[Sidenote:1140a] Let thus much be
accepted as a definition of Knowledge. Matter
which may exist otherwise than it actually does in
any given case (commonly called Contingent) is of
two kinds, that which is the object of Making, and
that which is the object of Doing; now Making and Doing
are two different things (as we show in the exoteric
treatise), and so that state of mind, conjoined with
Reason, which is apt to Do, is distinct from that
also conjoined with Reason, which is apt to Make:
and for this reason they are not included one by the
other, that is, Doing is not Making, nor Making Doing.
Now as Architecture is an Art, and is the same as
“a certain state of mind, conjoined with Reason,
which is apt to Make,” and as there is no Art
which is not such a state, nor any such state which
is not an Art, Art, in its strict and proper sense,
must be “a state of mind, conjoined with true
Reason, apt to Make.”
Now all Art has to do with production,
and contrivance, and seeing how any of those things
may be produced which may either be or not be, and
the origination of which rests with the maker and not
with the thing made.
And, so neither things which exist
or come into being necessarily, nor things in the
way of nature, come under the province of Art, because
these are self-originating.

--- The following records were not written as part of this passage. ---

impl StudyService {
    pub fn new(db: Database, llm: LLMService) -> Self {
        Self {
            db,
            llm,
            generations: GenerationRegistry::default(),
        }
    }

    pub fn generations(&self) -> &GenerationRegistry {
        &self.generations
    }

    async fn document(&self, user_id: Uuid, document_id: Uuid) -> Result<Document, ApiError> {
        self.db
            .get_document(user_id, document_id)
            .await?
            .ok_or_else(|| ApiError::NotFound(format!("Document with ID '{}' not found", document_id)))
    }

    /// Load a document whose text is available for generation.
    async fn ready_document(&self, user_id: Uuid, document_id: Uuid) -> Result<Document, ApiError> {
        let document = self.document(user_id, document_id).await?;
        if document.status != DocumentStatus::Ready || document.extracted_text.trim().is_empty() {
            return Err(ApiError::ValidationError(format!(
                "document is {} and has no extracted text",
                document.status.as_str()
            )));
        }
        Ok(document)
    }

    // Generation

    pub async fn generate_flashcards(
        &self,
        user_id: Uuid,
        request: GenerateFlashcardsRequest,
    ) -> Result<FlashcardSet, ApiError> {
        log_service_start!("study_service", "generate_flashcards", document_id = request.document_id);
        let started = Instant::now();
        let document = self.ready_document(user_id, request.document_id).await?;
        let _permit = self.generations.try_acquire(document.id, RecordKind::Flashcard)?;

        let cards = self
            .llm
            .generate_flashcards(&document.extracted_text, request.count)
            .await
            .and_then(|cards| require_records(cards, RecordKind::Flashcard))
            .inspect_err(|err| {
                log_service_error!(
                    "study_service",
                    "generate_flashcards",
                    document_id = document.id,
                    error = err
                );
            })?;

        let set = self.db.create_flashcard_set(user_id, document.id, &cards).await?;
        log_service_success!(
            "study_service",
            "generate_flashcards",
            document_id = document.id,
            count = set.cards.len(),
            duration_ms = started.elapsed().as_millis() as u64
        );
        Ok(set)
    }

    pub async fn generate_quiz(&self, user_id: Uuid, request: GenerateQuizRequest) -> Result<Quiz, ApiError> {
        log_service_start!("study_service", "generate_quiz", document_id = request.document_id);
        let started = Instant::now();
        let document = self.ready_document(user_id, request.document_id).await?;
        let _permit = self.generations.try_acquire(document.id, RecordKind::QuizQuestion)?;

        let questions = self
            .llm
            .generate_quiz(&document.extracted_text, request.num_questions)
            .await
            .and_then(|questions| require_records(questions, RecordKind::QuizQuestion))
            .inspect_err(|err| {
                log_service_error!("study_service", "generate_quiz", document_id = document.id, error = err);
            })?;

        let title = quiz_title(request.title, &document.title);
        let quiz = self.db.create_quiz(user_id, document.id, title, questions).await?;
        log_service_success!(
            "study_service",
            "generate_quiz",
            document_id = document.id,
            count = quiz.questions.len(),
            duration_ms = started.elapsed().as_millis() as u64
        );
        Ok(quiz)
    }

    pub async fn generate_summary(&self, user_id: Uuid, document_id: Uuid) -> Result<String, ApiError> {
        let document = self.ready_document(user_id, document_id).await?;
        Ok(self.llm.generate_summary(&document.extracted_text).await?)
    }

    pub async fn explain_concept(
        &self,
        user_id: Uuid,
        document_id: Uuid,
        concept: &str,
    ) -> Result<String, ApiError> {
        if concept.trim().is_empty() {
            return Err(ApiError::ValidationError("concept is required".to_string()));
        }
        let document = self.ready_document(user_id, document_id).await?;
        Ok(self.llm.explain_concept(&document.extracted_text, concept).await?)
    }

    // Chat

    /// Answer a question about a document and record both turns.
    ///
    /// Nothing is written unless generation succeeds.
    pub async fn chat(&self, user_id: Uuid, document_id: Uuid, question: &str) -> Result<ChatExchange, ApiError> {
        let question = question.trim();
        if question.is_empty() {
            return Err(ApiError::ValidationError("question is required".to_string()));
        }
        let document = self.ready_document(user_id, document_id).await?;
        let relevant = relevant_chunks(&document.chunks, question, MAX_RELEVANT_CHUNKS);

        let answer = self
            .llm
            .answer_question(&document.extracted_text, question)
            .await
            .inspect_err(|err| {
                log_service_error!("study_service", "chat", document_id = document_id, error = err);
            })?;

        self.db
            .append_chat_exchange(user_id, document_id, question, &answer, &relevant)
            .await?;

        Ok(ChatExchange {
            question: question.to_string(),
            answer,
            relevant_chunks: relevant,
        })
    }

    pub async fn chat_history(&self, user_id: Uuid, document_id: Uuid) -> Result<Vec<ChatMessage>, ApiError> {
        self.document(user_id, document_id).await?;
        Ok(self.db.get_chat_history(user_id, document_id).await?)
    }

    // Flashcards

    pub async fn list_flashcard_sets(&self, user_id: Uuid) -> Result<Vec<FlashcardSet>, ApiError> {
        Ok(self.db.list_flashcard_sets(user_id).await?)
    }

    pub async fn flashcard_sets_for_document(
        &self,
        user_id: Uuid,
        document_id: Uuid,
    ) -> Result<Vec<FlashcardSet>, ApiError> {
        self.document(user_id, document_id).await?;
        Ok(self.db.list_flashcard_sets_for_document(user_id, document_id).await?)
    }

    pub async fn review_flashcard(&self, user_id: Uuid, card_id: Uuid) -> Result<Flashcard, ApiError> {
        self.db
            .record_flashcard_review(user_id, card_id)
            .await?
            .ok_or_else(|| ApiError::NotFound(format!("Flashcard with ID '{}' not found", card_id)))
    }

    pub async fn toggle_star(&self, user_id: Uuid, card_id: Uuid) -> Result<Flashcard, ApiError> {
        self.db
            .toggle_flashcard_star(user_id, card_id)
            .await?
            .ok_or_else(|| ApiError::NotFound(format!("Flashcard with ID '{}' not found", card_id)))
    }

    pub async fn delete_flashcard_set(&self, user_id: Uuid, set_id: Uuid) -> Result<(), ApiError> {
        if !self.db.delete_flashcard_set(user_id, set_id).await? {
            return Err(ApiError::NotFound(format!("Flashcard set with ID '{}' not found", set_id)));
        }
        Ok(())
    }

    // Quizzes

    pub async fn create_quiz(&self, user_id: Uuid, request: CreateQuizRequest) -> Result<Quiz, ApiError> {
        validate_questions(&request.questions)?;
        let document = self.document(user_id, request.document_id).await?;
        let title = quiz_title(request.title, &document.title);
        Ok(self
            .db
            .create_quiz(user_id, document.id, title, request.questions)
            .await?)
    }

    pub async fn quizzes_for_document(&self, user_id: Uuid, document_id: Uuid) -> Result<Vec<Quiz>, ApiError> {
        self.document(user_id, document_id).await?;
        Ok(self.db.list_quizzes_for_document(user_id, document_id).await?)
    }

    pub async fn get_quiz(&self, user_id: Uuid, quiz_id: Uuid) -> Result<Quiz, ApiError> {
        self.db
            .get_quiz(user_id, quiz_id)
            .await?
            .ok_or_else(|| ApiError::NotFound(format!("Quiz with ID '{}' not found", quiz_id)))
    }

    /// Score and store a submission, replacing any earlier one.
    pub async fn submit_quiz(
        &self,
        user_id: Uuid,
        quiz_id: Uuid,
        answers: Vec<String>,
    ) -> Result<QuizSubmission, ApiError> {
        let quiz = self.get_quiz(user_id, quiz_id).await?;
        let score = score_answers(&quiz.questions, &answers);
        if !self.db.save_quiz_submission(user_id, quiz_id, &answers, score).await? {
            return Err(ApiError::NotFound(format!("Quiz with ID '{}' not found", quiz_id)));
        }
        Ok(QuizSubmission {
            score,
            total: quiz.total_questions,
        })
    }

    pub async fn quiz_results(&self, user_id: Uuid, quiz_id: Uuid) -> Result<QuizResults, ApiError> {
        let quiz = self.get_quiz(user_id, quiz_id).await?;
        Ok(build_results(quiz))
    }

    pub async fn delete_quiz(&self, user_id: Uuid, quiz_id: Uuid) -> Result<(), ApiError> {
        if !self.db.delete_quiz(user_id, quiz_id).await? {
            return Err(ApiError::NotFound(format!("Quiz with ID '{}' not found", quiz_id)));
        }
        Ok(())
    }
}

And since Making and
Doing are distinct, Art must be concerned with the
former and not the latter. And in a certain sense
Art and Fortune are concerned with the same things,
as, Agathon says by the way,
“Art Fortune loves, and is of her
beloved.”
So Art, as has been stated, is “a
certain state of mind, apt to Make, conjoined with
true Reason;” its absence, on the contrary, is
the same state conjoined with false Reason, and both
are employed upon Contingent matter.